What Badger options were set?

opts := badger.DefaultOptions(path)
db1, err := badger.OpenManaged(opts)

What did you do?

Downgraded to v3.2011.1

What did you expect to see?

What did you see instead?

panic: runtime error: index out of range [3] with length 0 [recovered]
panic:
== Recovering from initIndex crash ==
File Info: [ID: 1808, Size: 19952177, Zeros: 483889]
isEnrypted: false checksumLen: 0 checksum: indexLen: 0 index:
== Recovered ==

panic: runtime error: index out of range [3] with length 0 [recovered]
panic:
== Recovering from initIndex crash ==
File Info: [ID: 1808, Size: 19952177, Zeros: 483889]
isEnrypted: false checksumLen: 0 checksum: indexLen: 0 index:
== Recovered ==

Do you capture interupts in your application? Reference this article for how to do it in your application: Graceful shutdown of Golang servers using Context and OS signals | by Pinku Deb Nath | Medium

I have that set up so I can properly close the Badger DB. At the very least add this after you create your DB connection:

	defer func() {
		err := db.Close()
		if err != nil {
			log.Fatal(err)
		}
	}()

That will allow Badger to do any best effort cleanup to avoid issues with Ctrl+C or a container being terminated externally. Nothing will help a true power outage that doesn’t provide the time to call the close function.
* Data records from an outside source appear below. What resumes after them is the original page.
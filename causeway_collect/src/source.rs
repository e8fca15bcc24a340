//! The knowledge-source trait and offline implementations.

use causeway_core::types::{CuratorQuery, EvidenceBundle, Snippet};

/// Errors raised while collecting snippets from an external source.
#[derive(Debug, thiserror::Error)]
pub enum CollectError {
    /// HTTP transport error.
    #[error("HTTP error: {0}")]
    Http(#[from] reqwest::Error),

    /// Response payload could not be decoded.
    #[error("JSON error: {0}")]
    Json(#[from] serde_json::Error),
}

/// A source of evidence snippets for curator queries.
///
/// Contract: [`KnowledgeSource::collect`] returns a bundle whose channels
/// each hold zero or more snippets; it must not fail the pipeline. Per-term
/// lookup failures are swallowed (logged by the implementation) and surface
/// as missing snippets.
pub trait KnowledgeSource {
    /// Collects evidence for one query.
    fn collect(&self, query: &CuratorQuery) -> EvidenceBundle;
}

/// A fixed-snippet source for offline runs and tests.
///
/// Every query receives the same snippets on the primary channel.
#[derive(Debug, Clone, Default)]
pub struct StaticSource {
    snippets: Vec<Snippet>,
}

impl StaticSource {
    /// Creates a source that always returns `snippets`.
    pub fn new(snippets: Vec<Snippet>) -> Self {
        Self { snippets }
    }

    /// A source that returns no evidence at all.
    pub fn empty() -> Self {
        Self::default()
    }
}

impl KnowledgeSource for StaticSource {
    fn collect(&self, _query: &CuratorQuery) -> EvidenceBundle {
        EvidenceBundle {
            wikipedia_snippets: self.snippets.clone(),
            ..Default::default()
        }
        .assemble()
    }
}
//! Wikipedia REST summary client.
//!
//! Fetches page summaries for the local-event text, extracted entities,
//! commodities mentioned in the query, and the leading context keywords.
//! Each term is looked up at most once per process (in-memory cache), and a
//! fixed delay between outbound requests keeps the client well under the
//! API's rate expectations. Lookup failures are logged and yield zero
//! snippets; they never fail the pipeline.

use crate::source::{CollectError, KnowledgeSource};
use causeway_core::types::{CuratorQuery, EvidenceBundle, Snippet, COMMODITY_VOCABULARY};
use serde::Deserialize;
use std::collections::HashMap;
use std::sync::Mutex;
use std::time::Duration;

/// Client settings.
#[derive(Debug, Clone)]
pub struct WikipediaConfig {
    /// REST summary endpoint prefix; the page title is appended.
    pub base_url: String,
    /// Delay inserted before every outbound request.
    pub request_delay: Duration,
    /// Per-request timeout.
    pub timeout: Duration,
    /// How many context keywords to look up per query.
    pub max_keywords: usize,
}

impl Default for WikipediaConfig {
    fn default() -> Self {
        Self {
            base_url: "https://en.wikipedia.org/api/rest_v1/page/summary/".to_string(),
            request_delay: Duration::from_millis(100),
            timeout: Duration::from_secs(5),
            max_keywords: 5,
        }
    }
}

/// Shape of the REST summary response, reduced to the fields we keep.
#[derive(Debug, Deserialize)]
struct SummaryResponse {
    #[serde(default)]
    title: String,
    #[serde(default)]
    extract: String,
    #[serde(default)]
    content_urls: Option<ContentUrls>,
}

#[derive(Debug, Deserialize)]
struct ContentUrls {
    #[serde(default)]
    desktop: Option<DesktopUrls>,
}

#[derive(Debug, Deserialize)]
struct DesktopUrls {
    #[serde(default)]
    page: String,
}

/// Rate-limited, cached Wikipedia summary source.
pub struct WikipediaSource {
    client: reqwest::blocking::Client,
    config: WikipediaConfig,
    cache: Mutex<HashMap<String, Vec<Snippet>>>,
}

impl WikipediaSource {
    /// Creates a source with the given settings.
    pub fn new(config: WikipediaConfig) -> Self {
        let client = reqwest::blocking::Client::builder()
            .timeout(config.timeout)
            .user_agent("causeway/0.4 (curatorial research tool)")
            .build()
            .unwrap_or_else(|_| reqwest::blocking::Client::new());
        Self {
            client,
            config,
            cache: Mutex::new(HashMap::new()),
        }
    }

    /// Looks up one search term, consulting the cache first.
    ///
    /// Returns zero or more snippets; transport or decode failures are
    /// converted to an empty result by the caller.
    pub fn search(&self, term: &str) -> Result<Vec<Snippet>, CollectError> {
        if let Some(cached) = self.cache.lock().expect("cache lock").get(term) {
            return Ok(cached.clone());
        }

        std::thread::sleep(self.config.request_delay);

        let title = term.replace(' ', "_");
        let url = format!("{}{}", self.config.base_url, title);
        let response = self.client.get(&url).send()?;

        let mut snippets = Vec::new();
        if response.status().is_success() {
            let summary: SummaryResponse = response.json()?;
            if !summary.extract.is_empty() {
                snippets.push(Snippet {
                    title: summary.title,
                    extract: summary.extract,
                    url: summary
                        .content_urls
                        .and_then(|u| u.desktop)
                        .map(|d| d.page)
                        .unwrap_or_default(),
                    source: "wikipedia".to_string(),
                });
            }
        }

        self.cache
            .lock()
            .expect("cache lock")
            .insert(term.to_string(), snippets.clone());
        Ok(snippets)
    }

    fn search_or_empty(&self, term: &str) -> Vec<Snippet> {
        match self.search(term) {
            Ok(snippets) => snippets,
            Err(err) => {
                tracing::debug!(term, error = %err, "snippet lookup failed");
                Vec::new()
            }
        }
    }
}

impl KnowledgeSource for WikipediaSource {
    fn collect(&self, query: &CuratorQuery) -> EvidenceBundle {
        let mut bundle = EvidenceBundle::default();

        bundle
            .wikipedia_snippets
            .extend(self.search_or_empty(&query.local_event_text));

        for entity in &query.entities {
            bundle.entity_mentions.extend(self.search_or_empty(entity));
        }

        for commodity in extract_commodities(&query.local_event_text) {
            bundle
                .related_commodities
                .extend(self.search_or_empty(&commodity));
        }

        for keyword in query.keywords.iter().take(self.config.max_keywords) {
            bundle.context_keywords.extend(self.search_or_empty(keyword));
        }

        bundle.assemble()
    }
}

/// Commodity mentions in the query text, capitalized for page lookup.
pub fn extract_commodities(text: &str) -> Vec<String> {
    let text = text.to_lowercase();
    COMMODITY_VOCABULARY
        .iter()
        .filter(|commodity| text.contains(*commodity))
        .map(|commodity| {
            let mut chars = commodity.chars();
            match chars.next() {
                Some(first) => first.to_uppercase().collect::<String>() + chars.as_str(),
                None => String::new(),
            }
        })
        .collect()
}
Specifically, if you want to gracefully handle shutdown for Ctrl+C and OS shutdown, you’ll need the the following:

interrupt := make(chan os.Signal, 1)
signal.Notify(interrupt, os.Interrupt, syscall.SIGTERM)

go func() {
	err := server.ListenAndServe()

	if err != nil {
		log.Printf("Error running service: %s", err)
	}
}()

killSignal := <-interrupt
switch killSignal {
case os.Interrupt:
	log.Print("Received OS Interrupt")
case syscall.SIGTERM:
	log.Print("Received Termination Signal")
}

if err = server.Shutdown(context.Background()); err != nil {
	log.Printf("Shutdown error: %s", err)
}
1 Like

Hi, I encountered a very similar problem, it seems only happened on windows. see: Panics when opening a corrupted Badger DB - #7 by chux0519

Thanks for the reply.
Mitigations such as you describe are present.
The problem is most frequent on Windows.
But just today on Linux I have a key that can’t be updated.
In this case, the DB opened correctly.
Once the DB was restored from backup, it worked correctly.